(Stored items)
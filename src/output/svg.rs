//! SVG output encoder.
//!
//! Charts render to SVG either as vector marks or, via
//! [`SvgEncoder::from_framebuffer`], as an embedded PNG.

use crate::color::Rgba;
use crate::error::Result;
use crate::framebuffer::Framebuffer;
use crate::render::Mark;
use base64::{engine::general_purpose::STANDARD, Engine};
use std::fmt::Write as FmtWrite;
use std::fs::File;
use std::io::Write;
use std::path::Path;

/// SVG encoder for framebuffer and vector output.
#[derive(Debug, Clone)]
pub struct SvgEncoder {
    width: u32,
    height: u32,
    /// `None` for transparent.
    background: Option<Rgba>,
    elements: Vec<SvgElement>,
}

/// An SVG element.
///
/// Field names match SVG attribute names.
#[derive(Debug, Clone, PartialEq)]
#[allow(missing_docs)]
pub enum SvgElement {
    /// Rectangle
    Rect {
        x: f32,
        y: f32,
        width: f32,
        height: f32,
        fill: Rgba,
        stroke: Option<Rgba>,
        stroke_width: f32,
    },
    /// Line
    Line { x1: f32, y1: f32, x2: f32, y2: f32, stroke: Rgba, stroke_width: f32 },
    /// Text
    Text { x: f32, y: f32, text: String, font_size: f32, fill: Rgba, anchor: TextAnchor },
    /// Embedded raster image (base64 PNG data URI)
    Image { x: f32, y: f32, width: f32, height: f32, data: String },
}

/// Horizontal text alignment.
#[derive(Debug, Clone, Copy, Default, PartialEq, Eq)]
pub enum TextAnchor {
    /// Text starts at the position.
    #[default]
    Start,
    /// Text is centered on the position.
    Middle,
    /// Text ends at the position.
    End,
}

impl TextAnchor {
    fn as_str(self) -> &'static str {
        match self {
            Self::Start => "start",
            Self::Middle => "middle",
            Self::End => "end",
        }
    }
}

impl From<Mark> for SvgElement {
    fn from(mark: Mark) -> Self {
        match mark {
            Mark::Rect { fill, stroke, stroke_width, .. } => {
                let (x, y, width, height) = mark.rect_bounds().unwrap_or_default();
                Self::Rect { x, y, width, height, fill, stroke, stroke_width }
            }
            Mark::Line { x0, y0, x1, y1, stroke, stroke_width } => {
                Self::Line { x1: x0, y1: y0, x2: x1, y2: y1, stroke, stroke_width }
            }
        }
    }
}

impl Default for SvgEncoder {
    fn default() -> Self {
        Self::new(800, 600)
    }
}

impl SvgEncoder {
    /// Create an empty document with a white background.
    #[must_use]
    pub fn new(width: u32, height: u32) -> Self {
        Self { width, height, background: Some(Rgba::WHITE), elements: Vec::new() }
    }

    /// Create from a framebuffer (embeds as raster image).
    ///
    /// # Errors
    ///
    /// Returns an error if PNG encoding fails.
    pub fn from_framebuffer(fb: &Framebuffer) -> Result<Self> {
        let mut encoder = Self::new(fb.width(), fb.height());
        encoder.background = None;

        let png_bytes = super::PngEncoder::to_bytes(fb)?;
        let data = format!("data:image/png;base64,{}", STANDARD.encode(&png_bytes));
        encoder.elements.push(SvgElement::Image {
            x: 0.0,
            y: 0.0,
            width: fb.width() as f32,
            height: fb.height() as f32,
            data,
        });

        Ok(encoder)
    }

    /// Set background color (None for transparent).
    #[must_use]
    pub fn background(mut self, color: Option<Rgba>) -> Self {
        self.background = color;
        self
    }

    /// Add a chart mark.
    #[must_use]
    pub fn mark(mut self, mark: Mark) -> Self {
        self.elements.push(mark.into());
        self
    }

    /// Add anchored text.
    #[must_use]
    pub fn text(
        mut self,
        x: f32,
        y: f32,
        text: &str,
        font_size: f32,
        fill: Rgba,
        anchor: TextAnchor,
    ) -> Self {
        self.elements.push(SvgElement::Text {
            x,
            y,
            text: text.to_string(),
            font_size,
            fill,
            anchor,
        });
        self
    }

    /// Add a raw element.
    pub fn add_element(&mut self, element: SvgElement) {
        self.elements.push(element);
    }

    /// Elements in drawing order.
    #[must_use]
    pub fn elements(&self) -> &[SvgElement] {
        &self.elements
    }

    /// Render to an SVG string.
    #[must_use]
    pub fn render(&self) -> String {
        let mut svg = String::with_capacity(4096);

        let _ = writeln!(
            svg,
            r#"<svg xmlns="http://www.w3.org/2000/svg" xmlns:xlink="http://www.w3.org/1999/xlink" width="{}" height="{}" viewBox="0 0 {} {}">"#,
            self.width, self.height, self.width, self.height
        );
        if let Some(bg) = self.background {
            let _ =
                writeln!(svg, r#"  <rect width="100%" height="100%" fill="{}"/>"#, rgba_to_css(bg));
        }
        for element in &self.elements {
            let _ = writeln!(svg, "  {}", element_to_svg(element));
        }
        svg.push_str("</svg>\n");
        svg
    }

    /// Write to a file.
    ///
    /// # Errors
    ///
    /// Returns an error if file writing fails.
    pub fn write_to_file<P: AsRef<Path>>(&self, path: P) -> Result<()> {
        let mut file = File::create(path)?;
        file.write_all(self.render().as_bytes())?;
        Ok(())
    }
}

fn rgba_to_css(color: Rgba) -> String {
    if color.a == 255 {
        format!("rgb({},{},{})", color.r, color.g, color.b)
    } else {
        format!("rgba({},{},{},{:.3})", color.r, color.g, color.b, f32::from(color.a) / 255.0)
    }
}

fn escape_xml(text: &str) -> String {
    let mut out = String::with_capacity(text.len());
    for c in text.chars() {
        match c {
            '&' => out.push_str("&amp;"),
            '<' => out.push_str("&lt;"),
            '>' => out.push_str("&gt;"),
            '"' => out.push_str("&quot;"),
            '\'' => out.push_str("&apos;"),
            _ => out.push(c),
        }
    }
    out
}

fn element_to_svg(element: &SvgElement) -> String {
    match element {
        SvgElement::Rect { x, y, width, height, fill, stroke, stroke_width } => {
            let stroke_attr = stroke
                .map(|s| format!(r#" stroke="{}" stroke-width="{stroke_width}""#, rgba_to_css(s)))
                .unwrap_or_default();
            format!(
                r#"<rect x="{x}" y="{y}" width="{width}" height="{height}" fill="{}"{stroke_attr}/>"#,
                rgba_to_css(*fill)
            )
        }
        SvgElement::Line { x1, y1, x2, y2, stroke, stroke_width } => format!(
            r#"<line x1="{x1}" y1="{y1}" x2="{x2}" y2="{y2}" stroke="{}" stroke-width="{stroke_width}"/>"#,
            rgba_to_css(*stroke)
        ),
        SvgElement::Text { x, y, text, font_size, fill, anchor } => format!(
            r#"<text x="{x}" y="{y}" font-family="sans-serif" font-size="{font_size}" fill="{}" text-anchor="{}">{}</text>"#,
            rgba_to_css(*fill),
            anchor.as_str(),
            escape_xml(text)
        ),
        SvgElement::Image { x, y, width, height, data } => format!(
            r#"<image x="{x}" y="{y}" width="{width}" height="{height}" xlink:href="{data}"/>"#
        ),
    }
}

...

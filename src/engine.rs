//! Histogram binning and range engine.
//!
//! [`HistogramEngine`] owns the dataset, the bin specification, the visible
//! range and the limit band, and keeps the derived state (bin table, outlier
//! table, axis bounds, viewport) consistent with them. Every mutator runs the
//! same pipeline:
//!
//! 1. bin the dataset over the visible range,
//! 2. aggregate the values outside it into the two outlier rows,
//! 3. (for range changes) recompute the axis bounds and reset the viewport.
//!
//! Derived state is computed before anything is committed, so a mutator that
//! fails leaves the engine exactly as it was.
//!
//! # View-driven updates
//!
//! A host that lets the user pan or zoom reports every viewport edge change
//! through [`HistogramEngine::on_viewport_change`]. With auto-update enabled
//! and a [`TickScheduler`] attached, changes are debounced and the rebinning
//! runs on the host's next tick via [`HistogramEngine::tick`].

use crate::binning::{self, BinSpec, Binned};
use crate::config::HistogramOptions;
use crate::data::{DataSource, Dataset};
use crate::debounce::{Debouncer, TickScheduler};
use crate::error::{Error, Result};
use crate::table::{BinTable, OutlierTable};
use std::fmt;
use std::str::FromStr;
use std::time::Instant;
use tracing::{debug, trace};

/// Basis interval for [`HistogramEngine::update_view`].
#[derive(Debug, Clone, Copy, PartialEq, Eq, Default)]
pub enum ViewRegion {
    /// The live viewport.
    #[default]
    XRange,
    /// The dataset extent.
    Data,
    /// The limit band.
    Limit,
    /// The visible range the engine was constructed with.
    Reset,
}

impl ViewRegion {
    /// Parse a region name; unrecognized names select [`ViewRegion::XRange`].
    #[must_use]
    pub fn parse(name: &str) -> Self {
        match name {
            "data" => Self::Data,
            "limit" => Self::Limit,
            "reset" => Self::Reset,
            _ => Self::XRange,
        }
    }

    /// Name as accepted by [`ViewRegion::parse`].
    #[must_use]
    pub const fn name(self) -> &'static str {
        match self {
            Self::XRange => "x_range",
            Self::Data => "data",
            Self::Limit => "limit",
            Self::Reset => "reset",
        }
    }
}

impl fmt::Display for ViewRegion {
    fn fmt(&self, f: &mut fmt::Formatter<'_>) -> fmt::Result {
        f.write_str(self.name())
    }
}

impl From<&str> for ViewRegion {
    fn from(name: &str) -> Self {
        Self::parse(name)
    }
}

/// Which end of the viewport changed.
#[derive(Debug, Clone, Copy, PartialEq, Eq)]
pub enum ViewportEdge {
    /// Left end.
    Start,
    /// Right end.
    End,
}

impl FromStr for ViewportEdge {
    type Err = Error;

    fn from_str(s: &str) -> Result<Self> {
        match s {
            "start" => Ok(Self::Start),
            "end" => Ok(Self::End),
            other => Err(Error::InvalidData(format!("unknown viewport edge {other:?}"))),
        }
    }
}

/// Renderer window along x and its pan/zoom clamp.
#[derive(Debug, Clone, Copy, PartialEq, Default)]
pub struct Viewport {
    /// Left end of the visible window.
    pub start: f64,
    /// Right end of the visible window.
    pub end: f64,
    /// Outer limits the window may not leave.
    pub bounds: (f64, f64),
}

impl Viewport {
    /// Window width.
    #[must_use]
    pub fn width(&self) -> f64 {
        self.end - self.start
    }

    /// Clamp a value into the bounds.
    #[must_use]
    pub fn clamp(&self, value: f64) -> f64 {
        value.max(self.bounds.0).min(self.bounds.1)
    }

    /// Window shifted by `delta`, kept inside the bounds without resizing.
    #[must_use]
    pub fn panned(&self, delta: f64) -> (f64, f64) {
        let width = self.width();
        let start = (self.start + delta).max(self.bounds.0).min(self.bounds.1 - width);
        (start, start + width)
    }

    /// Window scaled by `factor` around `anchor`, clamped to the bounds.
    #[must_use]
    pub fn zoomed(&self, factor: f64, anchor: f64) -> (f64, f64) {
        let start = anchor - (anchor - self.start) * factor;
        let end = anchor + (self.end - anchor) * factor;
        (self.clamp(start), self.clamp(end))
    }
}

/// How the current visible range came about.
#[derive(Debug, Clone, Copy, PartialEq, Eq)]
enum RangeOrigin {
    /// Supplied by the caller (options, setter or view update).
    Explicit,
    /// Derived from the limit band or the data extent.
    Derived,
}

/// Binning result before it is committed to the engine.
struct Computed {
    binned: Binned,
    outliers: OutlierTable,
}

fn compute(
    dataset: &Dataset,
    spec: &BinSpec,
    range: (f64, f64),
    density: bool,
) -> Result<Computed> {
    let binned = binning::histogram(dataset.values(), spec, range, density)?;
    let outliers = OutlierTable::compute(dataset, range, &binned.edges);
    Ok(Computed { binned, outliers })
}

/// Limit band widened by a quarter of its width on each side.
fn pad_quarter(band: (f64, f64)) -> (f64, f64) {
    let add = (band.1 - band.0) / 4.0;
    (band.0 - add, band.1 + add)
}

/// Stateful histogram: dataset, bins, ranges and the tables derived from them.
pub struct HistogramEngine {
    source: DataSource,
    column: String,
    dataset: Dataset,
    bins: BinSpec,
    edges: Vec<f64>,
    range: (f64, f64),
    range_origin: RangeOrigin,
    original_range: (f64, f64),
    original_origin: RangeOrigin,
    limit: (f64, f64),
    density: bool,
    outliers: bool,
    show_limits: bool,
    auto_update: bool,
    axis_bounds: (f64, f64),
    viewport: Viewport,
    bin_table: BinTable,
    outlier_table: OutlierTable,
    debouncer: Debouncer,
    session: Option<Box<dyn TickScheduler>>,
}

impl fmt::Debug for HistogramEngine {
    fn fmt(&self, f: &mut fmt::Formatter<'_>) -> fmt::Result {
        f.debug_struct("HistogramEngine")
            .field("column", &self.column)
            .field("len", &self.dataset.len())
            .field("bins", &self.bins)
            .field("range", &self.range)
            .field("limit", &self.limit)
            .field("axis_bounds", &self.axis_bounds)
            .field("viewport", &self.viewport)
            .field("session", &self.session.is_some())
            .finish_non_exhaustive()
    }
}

--

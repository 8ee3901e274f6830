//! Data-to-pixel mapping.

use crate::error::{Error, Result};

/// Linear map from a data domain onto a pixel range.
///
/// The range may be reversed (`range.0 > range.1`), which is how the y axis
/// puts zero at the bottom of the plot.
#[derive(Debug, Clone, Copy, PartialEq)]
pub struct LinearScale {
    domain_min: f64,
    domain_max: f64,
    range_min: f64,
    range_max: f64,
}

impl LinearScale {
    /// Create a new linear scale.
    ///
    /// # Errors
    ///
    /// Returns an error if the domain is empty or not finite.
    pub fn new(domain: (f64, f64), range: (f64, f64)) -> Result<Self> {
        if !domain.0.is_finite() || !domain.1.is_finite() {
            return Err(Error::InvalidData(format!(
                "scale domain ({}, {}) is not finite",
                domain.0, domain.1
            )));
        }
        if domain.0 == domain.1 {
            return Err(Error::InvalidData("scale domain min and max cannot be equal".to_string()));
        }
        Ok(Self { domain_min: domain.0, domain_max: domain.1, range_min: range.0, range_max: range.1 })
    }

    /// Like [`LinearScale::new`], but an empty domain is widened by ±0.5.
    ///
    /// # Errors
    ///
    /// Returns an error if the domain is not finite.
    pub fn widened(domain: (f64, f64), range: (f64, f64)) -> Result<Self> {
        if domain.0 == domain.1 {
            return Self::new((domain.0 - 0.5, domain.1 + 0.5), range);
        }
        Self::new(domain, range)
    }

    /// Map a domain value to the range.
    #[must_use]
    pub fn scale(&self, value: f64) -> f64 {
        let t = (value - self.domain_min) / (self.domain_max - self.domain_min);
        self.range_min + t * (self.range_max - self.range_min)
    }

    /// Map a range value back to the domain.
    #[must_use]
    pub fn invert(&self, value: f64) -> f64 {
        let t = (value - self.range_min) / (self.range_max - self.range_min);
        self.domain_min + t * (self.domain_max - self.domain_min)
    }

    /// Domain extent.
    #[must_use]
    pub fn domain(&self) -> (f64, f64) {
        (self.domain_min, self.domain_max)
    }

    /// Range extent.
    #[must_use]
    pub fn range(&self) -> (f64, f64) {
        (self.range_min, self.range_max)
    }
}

§ **What is being asked**: Lines in the data that hold "column" must be located and copied.

§ **Output below**:
    column: String,
            .field("column", &self.column)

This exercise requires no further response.